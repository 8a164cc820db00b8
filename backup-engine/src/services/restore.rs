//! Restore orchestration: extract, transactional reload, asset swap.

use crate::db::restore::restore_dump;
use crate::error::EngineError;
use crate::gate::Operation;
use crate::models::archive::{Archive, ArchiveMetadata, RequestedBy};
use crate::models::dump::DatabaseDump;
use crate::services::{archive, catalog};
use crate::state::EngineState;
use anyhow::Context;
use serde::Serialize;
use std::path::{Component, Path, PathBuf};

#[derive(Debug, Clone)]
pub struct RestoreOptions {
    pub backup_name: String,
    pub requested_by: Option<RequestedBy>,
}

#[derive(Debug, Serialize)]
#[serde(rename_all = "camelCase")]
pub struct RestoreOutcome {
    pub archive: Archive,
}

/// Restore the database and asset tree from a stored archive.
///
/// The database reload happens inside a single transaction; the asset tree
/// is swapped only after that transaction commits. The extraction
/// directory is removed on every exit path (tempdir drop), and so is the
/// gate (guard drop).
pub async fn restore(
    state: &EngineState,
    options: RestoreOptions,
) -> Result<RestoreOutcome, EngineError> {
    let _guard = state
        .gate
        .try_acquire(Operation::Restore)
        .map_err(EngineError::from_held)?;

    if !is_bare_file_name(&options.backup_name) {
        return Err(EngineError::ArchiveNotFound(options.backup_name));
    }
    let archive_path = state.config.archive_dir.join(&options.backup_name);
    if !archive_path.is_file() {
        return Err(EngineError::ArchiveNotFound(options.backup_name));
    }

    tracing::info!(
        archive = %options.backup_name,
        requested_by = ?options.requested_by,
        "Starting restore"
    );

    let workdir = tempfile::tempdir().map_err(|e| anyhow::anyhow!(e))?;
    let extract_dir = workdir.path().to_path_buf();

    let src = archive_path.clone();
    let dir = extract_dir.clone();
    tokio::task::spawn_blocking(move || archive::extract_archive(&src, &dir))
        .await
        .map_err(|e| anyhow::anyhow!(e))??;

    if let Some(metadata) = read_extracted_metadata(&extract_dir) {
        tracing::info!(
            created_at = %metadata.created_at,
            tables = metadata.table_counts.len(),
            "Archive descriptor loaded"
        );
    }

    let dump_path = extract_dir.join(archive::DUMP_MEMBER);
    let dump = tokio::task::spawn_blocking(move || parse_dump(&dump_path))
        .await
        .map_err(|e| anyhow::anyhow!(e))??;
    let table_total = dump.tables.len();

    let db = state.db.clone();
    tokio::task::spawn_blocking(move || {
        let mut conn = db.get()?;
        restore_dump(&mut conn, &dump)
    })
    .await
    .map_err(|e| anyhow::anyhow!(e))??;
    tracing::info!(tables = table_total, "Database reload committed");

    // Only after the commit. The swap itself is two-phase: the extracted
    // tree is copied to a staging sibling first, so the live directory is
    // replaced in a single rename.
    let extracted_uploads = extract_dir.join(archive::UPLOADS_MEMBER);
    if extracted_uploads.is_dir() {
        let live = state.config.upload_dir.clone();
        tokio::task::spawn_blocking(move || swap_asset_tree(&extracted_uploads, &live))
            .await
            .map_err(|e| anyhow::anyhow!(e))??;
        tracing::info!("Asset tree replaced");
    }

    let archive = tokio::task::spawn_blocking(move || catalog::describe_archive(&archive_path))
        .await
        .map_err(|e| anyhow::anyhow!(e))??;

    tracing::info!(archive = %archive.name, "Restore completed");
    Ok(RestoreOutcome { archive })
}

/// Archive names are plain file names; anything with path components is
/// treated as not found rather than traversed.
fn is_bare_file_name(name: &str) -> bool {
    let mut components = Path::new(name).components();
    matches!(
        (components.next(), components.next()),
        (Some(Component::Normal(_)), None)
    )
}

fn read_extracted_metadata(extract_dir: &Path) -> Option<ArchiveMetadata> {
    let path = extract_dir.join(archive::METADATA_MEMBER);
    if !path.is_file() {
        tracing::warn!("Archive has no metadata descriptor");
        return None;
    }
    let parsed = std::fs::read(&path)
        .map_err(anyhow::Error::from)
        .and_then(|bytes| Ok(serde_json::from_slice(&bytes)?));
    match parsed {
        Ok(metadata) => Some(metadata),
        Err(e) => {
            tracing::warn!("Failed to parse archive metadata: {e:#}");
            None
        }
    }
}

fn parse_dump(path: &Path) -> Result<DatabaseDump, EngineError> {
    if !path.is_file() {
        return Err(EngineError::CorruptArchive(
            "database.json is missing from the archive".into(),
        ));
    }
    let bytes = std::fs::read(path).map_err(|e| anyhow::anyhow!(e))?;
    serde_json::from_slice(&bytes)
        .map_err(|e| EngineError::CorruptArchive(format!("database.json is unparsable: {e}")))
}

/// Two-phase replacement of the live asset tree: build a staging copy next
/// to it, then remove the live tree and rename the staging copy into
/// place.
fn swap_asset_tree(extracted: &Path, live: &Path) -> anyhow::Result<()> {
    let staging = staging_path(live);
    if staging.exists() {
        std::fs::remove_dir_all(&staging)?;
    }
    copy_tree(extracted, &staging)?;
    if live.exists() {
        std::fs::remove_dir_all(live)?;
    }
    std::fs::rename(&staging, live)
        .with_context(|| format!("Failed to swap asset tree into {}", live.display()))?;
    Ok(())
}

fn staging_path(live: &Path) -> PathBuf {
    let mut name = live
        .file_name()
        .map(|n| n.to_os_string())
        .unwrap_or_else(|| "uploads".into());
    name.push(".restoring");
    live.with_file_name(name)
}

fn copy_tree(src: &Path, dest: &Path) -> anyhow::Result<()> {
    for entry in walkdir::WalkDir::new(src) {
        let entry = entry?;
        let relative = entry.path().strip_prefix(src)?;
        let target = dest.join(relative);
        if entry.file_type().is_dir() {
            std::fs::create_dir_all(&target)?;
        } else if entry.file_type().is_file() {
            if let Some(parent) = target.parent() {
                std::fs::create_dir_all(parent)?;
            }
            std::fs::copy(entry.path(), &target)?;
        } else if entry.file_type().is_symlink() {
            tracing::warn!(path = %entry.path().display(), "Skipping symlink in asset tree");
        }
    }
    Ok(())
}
☆ ☆ ☆ ☆ ☆
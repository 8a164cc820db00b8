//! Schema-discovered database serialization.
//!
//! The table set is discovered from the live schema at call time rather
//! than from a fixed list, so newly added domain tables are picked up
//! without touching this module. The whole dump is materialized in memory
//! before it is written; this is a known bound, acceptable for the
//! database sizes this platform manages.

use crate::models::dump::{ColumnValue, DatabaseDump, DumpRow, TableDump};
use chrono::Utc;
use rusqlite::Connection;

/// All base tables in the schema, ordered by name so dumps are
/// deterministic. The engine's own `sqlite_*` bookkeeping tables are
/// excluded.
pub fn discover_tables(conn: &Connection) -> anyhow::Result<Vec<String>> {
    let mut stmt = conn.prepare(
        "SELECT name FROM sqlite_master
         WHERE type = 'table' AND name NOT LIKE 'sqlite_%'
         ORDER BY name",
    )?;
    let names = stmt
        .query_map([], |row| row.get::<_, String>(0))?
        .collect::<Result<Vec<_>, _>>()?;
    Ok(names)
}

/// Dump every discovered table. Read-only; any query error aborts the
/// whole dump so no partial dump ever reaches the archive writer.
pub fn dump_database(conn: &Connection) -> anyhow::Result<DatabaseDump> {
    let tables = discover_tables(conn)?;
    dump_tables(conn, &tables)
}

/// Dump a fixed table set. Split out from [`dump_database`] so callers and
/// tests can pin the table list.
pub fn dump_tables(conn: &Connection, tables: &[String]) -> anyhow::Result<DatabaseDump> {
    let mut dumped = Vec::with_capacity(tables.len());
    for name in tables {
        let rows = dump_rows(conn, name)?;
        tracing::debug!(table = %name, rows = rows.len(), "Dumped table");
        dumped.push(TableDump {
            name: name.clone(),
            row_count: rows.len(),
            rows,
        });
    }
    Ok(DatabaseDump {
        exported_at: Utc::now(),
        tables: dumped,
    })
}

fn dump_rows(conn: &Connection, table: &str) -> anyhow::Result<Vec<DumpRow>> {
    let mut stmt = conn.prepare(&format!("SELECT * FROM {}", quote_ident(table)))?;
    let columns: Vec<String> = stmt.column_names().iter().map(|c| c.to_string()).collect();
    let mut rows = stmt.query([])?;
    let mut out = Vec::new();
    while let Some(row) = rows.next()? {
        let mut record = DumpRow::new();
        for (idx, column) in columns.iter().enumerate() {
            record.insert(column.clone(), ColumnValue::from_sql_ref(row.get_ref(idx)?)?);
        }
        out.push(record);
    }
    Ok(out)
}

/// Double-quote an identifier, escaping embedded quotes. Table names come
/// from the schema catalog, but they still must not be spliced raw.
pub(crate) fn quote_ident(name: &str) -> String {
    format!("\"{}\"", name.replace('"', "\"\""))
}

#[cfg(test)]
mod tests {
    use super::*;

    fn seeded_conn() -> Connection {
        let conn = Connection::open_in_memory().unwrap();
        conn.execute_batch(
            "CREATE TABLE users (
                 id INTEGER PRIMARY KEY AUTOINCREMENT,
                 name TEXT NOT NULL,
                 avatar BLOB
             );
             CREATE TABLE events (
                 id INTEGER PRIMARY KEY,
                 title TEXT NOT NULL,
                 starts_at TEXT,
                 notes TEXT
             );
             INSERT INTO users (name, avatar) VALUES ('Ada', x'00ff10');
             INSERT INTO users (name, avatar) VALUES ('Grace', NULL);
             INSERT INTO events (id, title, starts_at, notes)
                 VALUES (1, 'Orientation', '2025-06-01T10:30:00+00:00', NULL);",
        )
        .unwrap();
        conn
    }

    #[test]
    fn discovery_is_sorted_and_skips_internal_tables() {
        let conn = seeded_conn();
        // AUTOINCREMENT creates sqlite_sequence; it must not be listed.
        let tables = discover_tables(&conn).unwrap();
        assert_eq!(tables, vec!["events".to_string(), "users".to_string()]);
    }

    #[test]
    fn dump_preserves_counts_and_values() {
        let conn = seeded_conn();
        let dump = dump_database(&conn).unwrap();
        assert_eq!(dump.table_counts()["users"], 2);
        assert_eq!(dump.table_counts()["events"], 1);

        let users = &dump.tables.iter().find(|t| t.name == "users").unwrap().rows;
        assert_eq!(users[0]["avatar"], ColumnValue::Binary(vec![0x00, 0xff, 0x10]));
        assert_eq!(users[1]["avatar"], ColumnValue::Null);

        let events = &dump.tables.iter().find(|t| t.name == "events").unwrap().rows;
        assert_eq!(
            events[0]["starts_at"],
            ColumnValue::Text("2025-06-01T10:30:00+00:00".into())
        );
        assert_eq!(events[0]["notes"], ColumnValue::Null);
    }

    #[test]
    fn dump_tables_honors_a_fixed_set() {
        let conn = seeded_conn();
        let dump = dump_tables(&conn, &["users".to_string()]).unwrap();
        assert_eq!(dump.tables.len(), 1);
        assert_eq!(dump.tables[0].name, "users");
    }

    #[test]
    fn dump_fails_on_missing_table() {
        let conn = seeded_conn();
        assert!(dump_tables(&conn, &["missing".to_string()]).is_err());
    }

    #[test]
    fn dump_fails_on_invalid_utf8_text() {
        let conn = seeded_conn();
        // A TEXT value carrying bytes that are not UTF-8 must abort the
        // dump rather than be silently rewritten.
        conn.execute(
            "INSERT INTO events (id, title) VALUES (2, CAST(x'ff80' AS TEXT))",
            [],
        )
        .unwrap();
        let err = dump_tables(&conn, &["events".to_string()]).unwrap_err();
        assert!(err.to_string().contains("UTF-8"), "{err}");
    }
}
☆ ☆ ☆ ☆ ☆
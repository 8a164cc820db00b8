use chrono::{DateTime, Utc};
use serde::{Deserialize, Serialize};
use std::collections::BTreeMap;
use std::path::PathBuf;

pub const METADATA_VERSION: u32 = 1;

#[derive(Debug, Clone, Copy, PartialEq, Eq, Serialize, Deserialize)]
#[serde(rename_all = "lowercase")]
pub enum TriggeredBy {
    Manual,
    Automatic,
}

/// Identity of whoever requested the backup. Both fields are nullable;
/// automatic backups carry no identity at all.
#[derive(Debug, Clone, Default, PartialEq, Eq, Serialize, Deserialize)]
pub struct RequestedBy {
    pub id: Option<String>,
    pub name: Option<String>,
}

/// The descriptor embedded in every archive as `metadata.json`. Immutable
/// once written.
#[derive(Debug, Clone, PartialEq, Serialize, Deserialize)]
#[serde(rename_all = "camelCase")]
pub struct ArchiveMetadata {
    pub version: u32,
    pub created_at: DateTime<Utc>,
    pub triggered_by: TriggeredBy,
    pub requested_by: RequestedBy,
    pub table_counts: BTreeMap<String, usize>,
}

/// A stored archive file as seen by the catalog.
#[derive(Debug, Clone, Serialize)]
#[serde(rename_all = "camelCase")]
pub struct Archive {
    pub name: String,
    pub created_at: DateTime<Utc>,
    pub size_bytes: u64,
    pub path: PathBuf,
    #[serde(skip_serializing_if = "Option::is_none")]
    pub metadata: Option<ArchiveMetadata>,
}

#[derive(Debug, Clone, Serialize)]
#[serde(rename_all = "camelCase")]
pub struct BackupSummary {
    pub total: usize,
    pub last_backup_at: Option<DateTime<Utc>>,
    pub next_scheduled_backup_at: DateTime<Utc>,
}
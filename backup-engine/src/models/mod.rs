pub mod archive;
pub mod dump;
☆ ☆ ☆ ☆ ☆
YOUR INSTRUCTIONS: Only lines with the string "services" are wanted; please find each one in the listing and copy it.

PROBLEM SOLUTION:
filename backup-engine/src/services/restore.rs
use crate::services::{archive, catalog};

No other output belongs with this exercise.